E ho tenuto la mano di mia madre come se potessimo ancora proteggerci a vicenda. Siamo arrivati ​​all’edificio intorno alle 10.  Era un edificio grigio a tre piani con finestre alte e strette.  Una facciata che doveva essere elegante prima della guerra. Adesso non era altro che fredda, impersonale, priva di ogni umanità. Ci hanno separati non appena siamo entrati.

Mia madre è stata portata al secondo piano, io al piano terra.  Non l’ho mai più visto.  Seppi più tardi da una detenuta che era sopravvissuta più a lungo che era morta di tifus tre settimane dopo il nostro arrivo in una cella senza ventilazione dove l’aria stessa sembrava putrefatta.  Ma in quel momento, quando la porta si chiuse tra noi e il suo volto scomparve dietro il legno scuro, credevo ancora che ci saremmo incontrati di nuovo.

Credevo ancora che questo incubo sarebbe finito.  Se stai ascoltando questa storia proprio adesso, non importa in quale parte del mondo ti trovi, sappi che è rimasta sepolta per più di sei decenni. Elise ha parlato solo una volta, ed è stato così che oggi abbiamo finalmente potuto sentire ciò che gli archivi ufficiali hanno cancellato. Se questa testimonianza ti commuove lascia un mi piace, commenta da dove stai guardando questo documentario.

Storie come questa sopravvivono solo quando qualcuno decide che meritano di essere ricordate.  Fui messa in una stanza con altre 12 giovani donne.  Avevano tutti tra i 18 e i 25 anni.  Nessuno di noi sapeva esattamente perché eravamo lì.  Quale crimine avremmo presumibilmente commesso per meritare questo trattamento?  Alcuni erano stati sorpresi con volantini della resistenza nascosti sotto i cappotti.
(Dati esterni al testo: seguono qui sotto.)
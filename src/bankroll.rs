//! Virtual (paper) bankroll ledger.
//!
//! Cash/position bookkeeping, notional-based: a paper position is sized in
//! USD against a 0..1 probability price, not in token shares, using this
//! crate's `Usd`/`Decimal` types throughout rather than floats. All
//! mutation serializes through one `tokio::sync::Mutex`.

use crate::config::SupervisorConfig;
use crate::error::CoreError;
use crate::models::{BankrollSnapshot, PositionStatus, TradeSide, VirtualTradeRecord};
use crate::money::{Probability, Usd};
use crate::store::Store;
use chrono::{DateTime, Datelike, Utc};
use std::collections::HashMap;
use std::sync::Arc;
use tokio::sync::Mutex;
use tracing::{info, warn};
use uuid::Uuid;

#[derive(Debug, Clone)]
pub struct OpenPositionRecord {
    pub trade_id: String,
    pub market_id: String,
    pub side: TradeSide,
    pub size_usd: Usd,
    pub entry_price: Probability,
    pub whale_source: Option<String>,
}

#[derive(Debug, Clone, Copy)]
struct LedgerState {
    available: Usd,
    allocated: Usd,
    daily_pnl: Usd,
    daily_drawdown: Usd,
    peak_capital: Usd,
    total_trades: u64,
    win_count: u64,
    loss_count: u64,
}

impl LedgerState {
    fn total_capital(&self) -> Usd {
        self.available + self.allocated
    }
}

#[derive(Debug, Clone)]
pub struct BankrollStats {
    pub total_capital: Usd,
    pub available: Usd,
    pub allocated: Usd,
    pub win_rate: rust_decimal::Decimal,
    pub roi: rust_decimal::Decimal,
    pub total_trades: u64,
    pub max_consecutive_losses: u32,
}

struct Inner {
    state: LedgerState,
    open_positions: HashMap<String, OpenPositionRecord>,
    consecutive_losses: u32,
    max_consecutive_losses: u32,
    daily_reset_day: u32,
}

/// Deterministic paper-trading ledger. Constructed once at startup, seeded
/// to `initial_bankroll`, and shared behind an `Arc` with every task that
/// needs to open/close positions (`CopyEngine`'s paper executor,
/// `MetricsAggregator` for unrealized PnL).
pub struct VirtualBankroll {
    initial_bankroll: Usd,
    store: Arc<Store>,
    inner: Mutex<Inner>,
}

impl VirtualBankroll {
    pub fn new(config: &SupervisorConfig, store: Arc<Store>) -> Self {
        let initial_bankroll = Usd::new(config.initial_bankroll_usd);
        Self {
            initial_bankroll,
            store,
            inner: Mutex::new(Inner {
                state: LedgerState {
                    available: initial_bankroll,
                    allocated: Usd::ZERO,
                    daily_pnl: Usd::ZERO,
                    daily_drawdown: Usd::ZERO,
                    peak_capital: initial_bankroll,
                    total_trades: 0,
                    win_count: 0,
                    loss_count: 0,
                },
                open_positions: HashMap::new(),
                consecutive_losses: 0,
                max_consecutive_losses: 0,
                daily_reset_day: Utc::now().ordinal(),
            }),
        }
    }

    /// UTC-midnight rollover for `daily_pnl`/`daily_drawdown`, mirroring
    /// `RiskManager::maybe_reset_daily` so `BankrollSnapshot`'s daily figures
    /// don't drift across day boundaries.
    fn maybe_reset_daily(inner: &mut Inner, now: DateTime<Utc>) {
        let today = now.ordinal();
        if today != inner.daily_reset_day {
            inner.daily_reset_day = today;
            inner.state.daily_pnl = Usd::ZERO;
            inner.state.daily_drawdown = Usd::ZERO;
        }
    }

    /// `size > 0`, `0 < price < 1`; rejects with `InsufficientFunds` if
    /// `available < size + commission + gas_cost`.
    pub async fn open_position(
        &self,
        market_id: &str,
        side: TradeSide,
        size: Usd,
        price: Probability,
        commission: Usd,
        gas_cost: Usd,
        whale_source: Option<String>,
        now: DateTime<Utc>,
    ) -> Result<String, CoreError> {
        if size.inner() <= rust_decimal::Decimal::ZERO {
            return Err(CoreError::Protocol("open_position: size must be > 0".into()));
        }
        if !price.is_valid() {
            return Err(CoreError::Protocol(
                "open_position: price must be in (0, 1)".into(),
            ));
        }

        let total_cost = size + commission + gas_cost;
        let mut inner = self.inner.lock().await;
        Self::maybe_reset_daily(&mut inner, now);
        if inner.state.available.inner() < total_cost.inner() {
            return Err(CoreError::InsufficientFunds {
                needed: total_cost.to_string(),
                available: inner.state.available.to_string(),
            });
        }

        let trade_id = Uuid::new_v4().to_string();
        let position_id = trade_id.clone();

        let mut next_state = inner.state;
        next_state.available -= total_cost;
        next_state.allocated += size;
        next_state.total_trades += 1;

        let record = VirtualTradeRecord {
            trade_id: trade_id.clone(),
            position_id: position_id.clone(),
            market_id: market_id.to_string(),
            side,
            status: PositionStatus::Open,
            price,
            exit_price: None,
            size_usd: size,
            commission,
            gas_cost_usd: gas_cost,
            gross_pnl: None,
            whale_source: whale_source.clone(),
            executed_at: now,
            settled_at: None,
        };
        let snapshot = self.snapshot_from(&next_state, now);

        if let Err(e) = self.store.record_trade_and_snapshot(&record, &snapshot).await {
            warn!("rolling back open_position after persistence failure: {e}");
            return Err(e);
        }

        inner.state = next_state;
        inner.open_positions.insert(
            position_id.clone(),
            OpenPositionRecord {
                trade_id,
                market_id: market_id.to_string(),
                side,
                size_usd: size,
                entry_price: price,
                whale_source,
            },
        );

        info!(
            market_id,
            size_usd = %size,
            available = %inner.state.available,
            "opened paper position"
        );
        Ok(position_id)
    }

    /// Gross PnL for a `buy`: `size * (exit - entry) / entry`; negated for
    /// `sell`. All PnL realizes at close — no mark-to-market here.
    pub async fn close_position(
        &self,
        position_id: &str,
        exit_price: Probability,
        commission: Usd,
        gas_cost: Usd,
        now: DateTime<Utc>,
    ) -> Result<Usd, CoreError> {
        let mut inner = self.inner.lock().await;
        Self::maybe_reset_daily(&mut inner, now);
        let position = inner
            .open_positions
            .get(position_id)
            .cloned()
            .ok_or_else(|| CoreError::Protocol(format!("no open position {position_id}")))?;

        let raw = position.size_usd.inner()
            * (exit_price.inner() - position.entry_price.inner())
            / position.entry_price.inner();
        let gross_pnl = match position.side {
            TradeSide::Buy => Usd::new(raw),
            TradeSide::Sell => Usd::new(-raw),
        };
        let fees = commission + gas_cost;
        let net_pnl = gross_pnl - fees;

        let mut next_state = inner.state;
        next_state.allocated -= position.size_usd;
        next_state.available += position.size_usd + net_pnl;
        if net_pnl.is_positive() {
            next_state.win_count += 1;
        } else {
            next_state.loss_count += 1;
        }
        next_state.daily_pnl += net_pnl;
        if next_state.total_capital() > next_state.peak_capital {
            next_state.peak_capital = next_state.total_capital();
        }
        if !next_state.peak_capital.is_zero() {
            let drawdown =
                Usd::new((-next_state.daily_pnl.inner()) / next_state.peak_capital.inner());
            next_state.daily_drawdown = next_state.daily_drawdown.max(drawdown);
        }

        let record = VirtualTradeRecord {
            trade_id: position.trade_id.clone(),
            position_id: position_id.to_string(),
            market_id: position.market_id.clone(),
            side: position.side,
            status: PositionStatus::Closed,
            price: position.entry_price,
            exit_price: Some(exit_price),
            size_usd: position.size_usd,
            commission,
            gas_cost_usd: gas_cost,
            gross_pnl: Some(gross_pnl),
            whale_source: position.whale_source.clone(),
            executed_at: now,
            settled_at: Some(now),
        };
        let snapshot = self.snapshot_from(&next_state, now);

        if let Err(e) = self.store.record_trade_and_snapshot(&record, &snapshot).await {
            warn!("rolling back close_position after persistence failure: {e}");
            return Err(e);
        }

        inner.state = next_state;
        inner.open_positions.remove(position_id);
        if net_pnl.is_negative() {
            inner.consecutive_losses += 1;
            inner.max_consecutive_losses =
                inner.max_consecutive_losses.max(inner.consecutive_losses);
        } else {
            inner.consecutive_losses = 0;
        }

        info!(
            position_id,
            net_pnl = %net_pnl,
            available = %inner.state.available,
            "closed paper position"
        );
        Ok(net_pnl)
    }

    /// Test-harness-only reset.
    #[cfg(test)]
    pub async fn reset(&self) {
        let mut inner = self.inner.lock().await;
        inner.state = LedgerState {
            available: self.initial_bankroll,
            allocated: Usd::ZERO,
            daily_pnl: Usd::ZERO,
            daily_drawdown: Usd::ZERO,
            peak_capital: self.initial_bankroll,
            total_trades: 0,
            win_count: 0,
            loss_count: 0,
        };
        inner.open_positions.clear();
        inner.consecutive_losses = 0;
        inner.max_consecutive_losses = 0;
        inner.daily_reset_day = Utc::now().ordinal();
    }

    pub async fn stats(&self) -> BankrollStats {
        let inner = self.inner.lock().await;
        let closed_trades = inner.state.win_count + inner.state.loss_count;
        let win_rate = if closed_trades == 0 {
            rust_decimal::Decimal::ZERO
        } else {
            rust_decimal::Decimal::from(inner.state.win_count)
                / rust_decimal::Decimal::from(closed_trades)
        };
        let roi = if self.initial_bankroll.is_zero() {
            rust_decimal::Decimal::ZERO
        } else {
            (inner.state.total_capital().inner() - self.initial_bankroll.inner())
                / self.initial_bankroll.inner()
        };
        BankrollStats {
            total_capital: inner.state.total_capital(),
            available: inner.state.available,
            allocated: inner.state.allocated,
            win_rate,
            roi,
            total_trades: inner.state.total_trades,
            max_consecutive_losses: inner.max_consecutive_losses,
        }
    }

    pub async fn total_capital(&self) -> Usd {
        self.inner.lock().await.state.total_capital()
    }

    pub async fn available(&self) -> Usd {
        self.inner.lock().await.state.available
    }

    fn snapshot_from(&self, state: &LedgerState, now: DateTime<Utc>) -> BankrollSnapshot {
        BankrollSnapshot {
            snapshot_id: Uuid::new_v4().to_string(),
            total_capital: state.total_capital(),
            allocated_usd: state.allocated,
            available_usd: state.available,
            realized_pnl: state.daily_pnl,
            unrealized_pnl: Usd::ZERO,
            daily_pnl: state.daily_pnl,
            daily_drawdown: state.daily_drawdown,
            total_trades: state.total_trades,
            win_count: state.win_count,
            loss_count: state.loss_count,
            taken_at: now,
        }
    }
}

#[cfg(test)]
mod tests {
    use super::*;
    use rust_decimal_macros::dec;

    fn now() -> DateTime<Utc> {
        DateTime::parse_from_rfc3339("2026-01-01T00:00:00Z")
            .unwrap()
            .with_timezone(&Utc)
    }

    fn ledger() -> VirtualBankroll {
        let store = Arc::new(Store::open_in_memory().unwrap());
        let mut config = SupervisorConfig::default();
        config.initial_bankroll_usd = dec!(100);
        VirtualBankroll::new(&config, store)
    }

    #[tokio::test]
    async fn open_then_close_at_even_price_yields_zero_gross_and_negative_fees() {
        let bankroll = ledger();
        let position_id = bankroll
            .open_position(
                "m1",
                TradeSide::Buy,
                Usd::new(dec!(5)),
                Probability::new(dec!(0.40)),
                Usd::new(dec!(0.02)),
                Usd::new(dec!(0.01)),
                Some("0xaaaa".into()),
                now(),
            )
            .await
            .unwrap();

        let net = bankroll
            .close_position(
                &position_id,
                Probability::new(dec!(0.40)),
                Usd::new(dec!(0.02)),
                Usd::new(dec!(0.01)),
                now(),
            )
            .await
            .unwrap();
        assert_eq!(net, Usd::new(dec!(-0.03)));

        let stats = bankroll.stats().await;
        assert_eq!(stats.total_trades, 1);
    }

    #[tokio::test]
    async fn insufficient_funds_is_rejected() {
        let bankroll = ledger();
        let result = bankroll
            .open_position(
                "m1",
                TradeSide::Buy,
                Usd::new(dec!(100.01)),
                Probability::new(dec!(0.5)),
                Usd::ZERO,
                Usd::ZERO,
                None,
                now(),
            )
            .await;
        assert!(matches!(result, Err(CoreError::InsufficientFunds { .. })));
    }

    #[tokio::test]
    async fn total_capital_equals_allocated_plus_available_after_open() {
        let bankroll = ledger();
        bankroll
            .open_position(
                "m1",
                TradeSide::Buy,
                Usd::new(dec!(5)),
                Probability::new(dec!(0.5)),
                Usd::ZERO,
                Usd::ZERO,
                None,
                now(),
            )
            .await
            .unwrap();
        let inner = bankroll.inner.lock().await;
        assert_eq!(
            inner.state.total_capital(),
            inner.state.allocated + inner.state.available
        );
    }

    #[tokio::test]
    async fn full_roundtrip_conserves_capital() {
        let bankroll = ledger();
        let b0 = bankroll.total_capital().await;
        let position_id = bankroll
            .open_position(
                "m1",
                TradeSide::Buy,
                Usd::new(dec!(5)),
                Probability::new(dec!(0.40)),
                Usd::ZERO,
                Usd::ZERO,
                None,
                now(),
            )
            .await
            .unwrap();
        let net = bankroll
            .close_position(
                &position_id,
                Probability::new(dec!(0.50)),
                Usd::ZERO,
                Usd::ZERO,
                now(),
            )
            .await
            .unwrap();
        let available = bankroll.available().await;
        assert_eq!(available, b0 + net);
    }
}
Altri come me erano semplicemente nel posto sbagliato al momento sbagliato con il nome sbagliato sulla lista sbagliata. Una di loro, Marguerite, aveva appena 17 anni.  Piangeva senza fermarsi, singhiozzi silenziosi che le scuotevano tutto il corpo.  Una donna anziana di nome Thérèse cercava di calmarla sussurrandole che presto saremmo stati liberati, che si trattava solo di un malinteso amministrativo che si sarebbe risolto rapidamente.

Ma Teresa mentiva, o forse aveva semplicemente bisogno di credere lei stessa alla menzogna per non cadere nella follia. Nel tardo pomeriggio entrò nella stanza un ufficiale tedesco.  Non ha gridato.  Non ne aveva bisogno.  La sua voce era calma, quasi burocratica, mentre ci spiegava le nuove regole con agghiacciante freddezza burocratica. Ha detto che questo edificio serviva come punto di appoggio logistico per le truppe in transito, che i soldati passavano di qui prima di dirigersi verso il fronte orientale.

Questi uomini esausti avevano bisogno di riposo e di sostegno morale prima di ritornare nell’inferno della guerra. Ha usato proprio queste parole: sostegno morale.  Poi ha precisato che a ricoprire questo ruolo saremo designati noi detenuti. Nessuno ha fatto domande.  Nessuno ha chiesto cosa significasse esattamente. Ma abbiamo capito tutto all’istante.